* [What needs to be done] Repeat the lines below exactly as written, please, from the line with "fn env_lock() ->" to the line with "validation failure but", both lines included, and no others.

* [Data provided]
——

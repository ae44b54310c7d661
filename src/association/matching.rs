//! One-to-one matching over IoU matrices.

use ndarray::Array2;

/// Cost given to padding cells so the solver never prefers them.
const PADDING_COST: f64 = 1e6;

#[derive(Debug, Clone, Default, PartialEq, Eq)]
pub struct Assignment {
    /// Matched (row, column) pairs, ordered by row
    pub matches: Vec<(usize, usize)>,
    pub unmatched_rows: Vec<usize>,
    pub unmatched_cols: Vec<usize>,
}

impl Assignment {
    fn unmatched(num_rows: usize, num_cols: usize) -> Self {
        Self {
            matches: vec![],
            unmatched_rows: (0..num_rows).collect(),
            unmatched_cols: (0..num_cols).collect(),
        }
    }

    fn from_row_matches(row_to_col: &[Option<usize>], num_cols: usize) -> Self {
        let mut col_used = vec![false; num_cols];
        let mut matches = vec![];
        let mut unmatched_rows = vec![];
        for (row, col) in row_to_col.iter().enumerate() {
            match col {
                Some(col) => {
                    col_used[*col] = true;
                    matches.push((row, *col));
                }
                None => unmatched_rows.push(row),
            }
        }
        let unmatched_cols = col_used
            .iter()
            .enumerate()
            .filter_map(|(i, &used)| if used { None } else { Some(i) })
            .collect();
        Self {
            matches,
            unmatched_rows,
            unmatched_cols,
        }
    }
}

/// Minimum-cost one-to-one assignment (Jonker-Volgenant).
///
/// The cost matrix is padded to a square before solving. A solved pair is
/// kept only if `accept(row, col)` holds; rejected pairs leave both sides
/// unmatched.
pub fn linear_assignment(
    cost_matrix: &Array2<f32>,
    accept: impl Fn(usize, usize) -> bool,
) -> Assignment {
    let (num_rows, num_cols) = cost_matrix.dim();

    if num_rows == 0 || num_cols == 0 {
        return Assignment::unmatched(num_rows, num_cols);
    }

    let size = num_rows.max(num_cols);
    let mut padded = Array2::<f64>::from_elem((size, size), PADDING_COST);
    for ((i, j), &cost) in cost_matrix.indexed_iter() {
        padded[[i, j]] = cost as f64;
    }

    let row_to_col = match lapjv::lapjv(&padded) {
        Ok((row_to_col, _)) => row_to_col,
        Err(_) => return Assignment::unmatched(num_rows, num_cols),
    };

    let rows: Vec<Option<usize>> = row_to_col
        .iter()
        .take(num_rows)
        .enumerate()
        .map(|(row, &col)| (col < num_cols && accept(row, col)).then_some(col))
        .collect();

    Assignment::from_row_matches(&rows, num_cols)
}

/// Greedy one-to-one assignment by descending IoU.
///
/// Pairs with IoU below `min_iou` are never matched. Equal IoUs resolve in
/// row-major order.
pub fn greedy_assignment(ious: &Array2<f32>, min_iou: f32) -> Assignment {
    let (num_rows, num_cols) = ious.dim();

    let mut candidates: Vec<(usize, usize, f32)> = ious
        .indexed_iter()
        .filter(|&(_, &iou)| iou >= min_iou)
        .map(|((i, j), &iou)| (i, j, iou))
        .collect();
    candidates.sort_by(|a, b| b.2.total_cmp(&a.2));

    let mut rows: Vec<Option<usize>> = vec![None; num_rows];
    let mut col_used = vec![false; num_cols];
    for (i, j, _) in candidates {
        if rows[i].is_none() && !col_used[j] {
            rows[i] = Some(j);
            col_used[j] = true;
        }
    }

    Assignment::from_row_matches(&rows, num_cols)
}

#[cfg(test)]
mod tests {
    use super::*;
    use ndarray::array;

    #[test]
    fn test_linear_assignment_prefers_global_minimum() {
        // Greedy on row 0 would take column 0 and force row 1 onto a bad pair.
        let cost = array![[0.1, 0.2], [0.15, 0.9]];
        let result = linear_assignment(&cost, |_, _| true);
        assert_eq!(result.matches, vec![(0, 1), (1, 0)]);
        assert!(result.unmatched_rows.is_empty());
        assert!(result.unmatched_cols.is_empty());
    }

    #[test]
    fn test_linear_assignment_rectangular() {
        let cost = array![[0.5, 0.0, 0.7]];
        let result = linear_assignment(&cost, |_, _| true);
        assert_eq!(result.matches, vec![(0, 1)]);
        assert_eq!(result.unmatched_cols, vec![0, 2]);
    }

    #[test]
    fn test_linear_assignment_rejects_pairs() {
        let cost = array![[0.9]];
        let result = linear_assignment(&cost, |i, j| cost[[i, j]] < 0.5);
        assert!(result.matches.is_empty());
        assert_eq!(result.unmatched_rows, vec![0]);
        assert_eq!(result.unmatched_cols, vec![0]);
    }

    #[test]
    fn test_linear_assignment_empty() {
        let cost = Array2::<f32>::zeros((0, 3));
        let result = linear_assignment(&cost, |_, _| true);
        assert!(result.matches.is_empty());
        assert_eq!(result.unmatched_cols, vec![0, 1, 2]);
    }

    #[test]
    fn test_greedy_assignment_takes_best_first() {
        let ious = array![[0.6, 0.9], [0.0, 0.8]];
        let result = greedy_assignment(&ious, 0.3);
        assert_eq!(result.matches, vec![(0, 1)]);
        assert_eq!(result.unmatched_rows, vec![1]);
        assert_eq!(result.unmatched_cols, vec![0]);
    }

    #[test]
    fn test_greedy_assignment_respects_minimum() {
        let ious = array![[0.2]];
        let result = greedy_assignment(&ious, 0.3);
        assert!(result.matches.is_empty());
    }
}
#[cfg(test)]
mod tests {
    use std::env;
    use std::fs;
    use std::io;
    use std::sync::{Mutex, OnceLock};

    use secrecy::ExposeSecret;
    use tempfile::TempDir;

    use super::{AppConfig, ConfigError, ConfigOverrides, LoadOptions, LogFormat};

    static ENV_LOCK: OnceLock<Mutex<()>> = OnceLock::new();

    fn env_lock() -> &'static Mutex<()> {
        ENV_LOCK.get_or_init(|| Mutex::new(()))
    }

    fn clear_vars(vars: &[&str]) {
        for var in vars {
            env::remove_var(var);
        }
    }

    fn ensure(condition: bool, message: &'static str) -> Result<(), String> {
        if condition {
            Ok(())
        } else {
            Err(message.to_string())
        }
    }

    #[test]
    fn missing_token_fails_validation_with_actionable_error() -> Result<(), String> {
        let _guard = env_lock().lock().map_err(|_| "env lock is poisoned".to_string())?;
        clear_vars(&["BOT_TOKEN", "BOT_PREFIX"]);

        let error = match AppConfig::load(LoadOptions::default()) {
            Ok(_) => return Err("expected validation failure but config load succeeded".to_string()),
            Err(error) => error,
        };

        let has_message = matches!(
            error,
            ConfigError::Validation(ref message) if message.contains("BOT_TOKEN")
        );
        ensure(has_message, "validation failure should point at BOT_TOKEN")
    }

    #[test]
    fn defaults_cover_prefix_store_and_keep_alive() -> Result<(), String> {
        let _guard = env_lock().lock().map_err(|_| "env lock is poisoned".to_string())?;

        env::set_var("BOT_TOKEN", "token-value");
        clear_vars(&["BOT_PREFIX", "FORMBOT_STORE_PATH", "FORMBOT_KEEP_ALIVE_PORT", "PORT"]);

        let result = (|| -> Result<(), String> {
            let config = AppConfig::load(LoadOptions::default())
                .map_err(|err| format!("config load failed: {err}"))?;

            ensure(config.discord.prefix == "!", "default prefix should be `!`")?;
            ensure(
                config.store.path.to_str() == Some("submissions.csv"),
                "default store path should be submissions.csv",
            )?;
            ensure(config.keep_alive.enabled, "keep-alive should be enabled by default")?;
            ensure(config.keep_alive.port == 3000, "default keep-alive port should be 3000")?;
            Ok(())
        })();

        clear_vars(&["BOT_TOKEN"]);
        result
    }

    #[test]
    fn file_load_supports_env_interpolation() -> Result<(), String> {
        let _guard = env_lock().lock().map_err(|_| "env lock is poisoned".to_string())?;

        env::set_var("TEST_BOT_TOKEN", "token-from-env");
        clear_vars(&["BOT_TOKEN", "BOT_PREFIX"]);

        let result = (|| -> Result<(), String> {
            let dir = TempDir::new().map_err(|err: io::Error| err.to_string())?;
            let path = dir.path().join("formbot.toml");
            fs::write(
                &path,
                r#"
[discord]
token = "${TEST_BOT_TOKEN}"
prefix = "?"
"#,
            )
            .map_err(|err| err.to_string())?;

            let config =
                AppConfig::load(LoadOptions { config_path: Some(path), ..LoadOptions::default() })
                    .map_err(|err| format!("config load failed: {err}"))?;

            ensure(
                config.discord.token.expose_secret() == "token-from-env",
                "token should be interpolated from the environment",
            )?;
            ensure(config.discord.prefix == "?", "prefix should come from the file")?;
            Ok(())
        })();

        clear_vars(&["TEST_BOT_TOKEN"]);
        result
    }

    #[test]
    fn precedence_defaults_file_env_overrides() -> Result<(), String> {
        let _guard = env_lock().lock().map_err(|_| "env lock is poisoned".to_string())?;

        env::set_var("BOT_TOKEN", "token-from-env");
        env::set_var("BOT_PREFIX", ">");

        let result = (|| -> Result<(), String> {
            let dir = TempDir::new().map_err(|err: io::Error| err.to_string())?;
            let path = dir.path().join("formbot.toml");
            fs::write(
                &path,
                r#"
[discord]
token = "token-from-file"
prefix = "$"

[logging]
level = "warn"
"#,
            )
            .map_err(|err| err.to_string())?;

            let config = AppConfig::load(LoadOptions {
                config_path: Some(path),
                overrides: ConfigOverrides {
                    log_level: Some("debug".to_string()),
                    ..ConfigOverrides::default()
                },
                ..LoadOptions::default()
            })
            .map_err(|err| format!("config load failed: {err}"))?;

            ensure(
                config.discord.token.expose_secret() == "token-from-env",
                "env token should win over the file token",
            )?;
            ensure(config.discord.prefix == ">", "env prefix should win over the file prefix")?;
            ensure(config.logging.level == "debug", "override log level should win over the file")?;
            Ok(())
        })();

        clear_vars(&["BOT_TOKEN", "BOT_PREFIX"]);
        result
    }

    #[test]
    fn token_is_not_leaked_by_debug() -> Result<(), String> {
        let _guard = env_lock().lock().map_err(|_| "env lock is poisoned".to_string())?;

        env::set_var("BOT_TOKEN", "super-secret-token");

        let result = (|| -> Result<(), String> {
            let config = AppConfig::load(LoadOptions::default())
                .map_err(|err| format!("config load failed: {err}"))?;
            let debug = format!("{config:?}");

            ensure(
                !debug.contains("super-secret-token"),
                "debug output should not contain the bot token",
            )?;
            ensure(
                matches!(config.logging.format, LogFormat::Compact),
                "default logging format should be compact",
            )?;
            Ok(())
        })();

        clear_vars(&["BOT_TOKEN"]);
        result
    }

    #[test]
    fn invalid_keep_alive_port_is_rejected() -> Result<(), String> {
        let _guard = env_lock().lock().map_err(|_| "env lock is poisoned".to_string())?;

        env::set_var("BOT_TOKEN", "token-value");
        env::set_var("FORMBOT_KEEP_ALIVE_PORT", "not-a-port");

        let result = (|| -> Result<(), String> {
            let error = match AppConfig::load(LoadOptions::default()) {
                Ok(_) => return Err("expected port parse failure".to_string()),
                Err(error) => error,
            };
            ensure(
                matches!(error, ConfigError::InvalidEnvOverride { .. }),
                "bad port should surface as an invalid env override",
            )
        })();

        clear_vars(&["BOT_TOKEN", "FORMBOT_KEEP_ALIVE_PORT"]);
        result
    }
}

——

* [Answer space]
    fn env_lock() -> &'static Mutex<()> {
        ENV_LOCK.get_or_init(|| Mutex::new(()))
    }

    fn clear_vars(vars: &[&str]) {
        for var in vars {
            env::remove_var(var);
        }
    }

    fn ensure(condition: bool, message: &'static str) -> Result<(), String> {
        if condition {
            Ok(())
        } else {
            Err(message.to_string())
        }
    }

    #[test]
    fn missing_token_fails_validation_with_actionable_error() -> Result<(), String> {
        let _guard = env_lock().lock().map_err(|_| "env lock is poisoned".to_string())?;
        clear_vars(&["BOT_TOKEN", "BOT_PREFIX"]);

        let error = match AppConfig::load(LoadOptions::default()) {
            Ok(_) => return Err("expected validation failure but config load succeeded".to_string()),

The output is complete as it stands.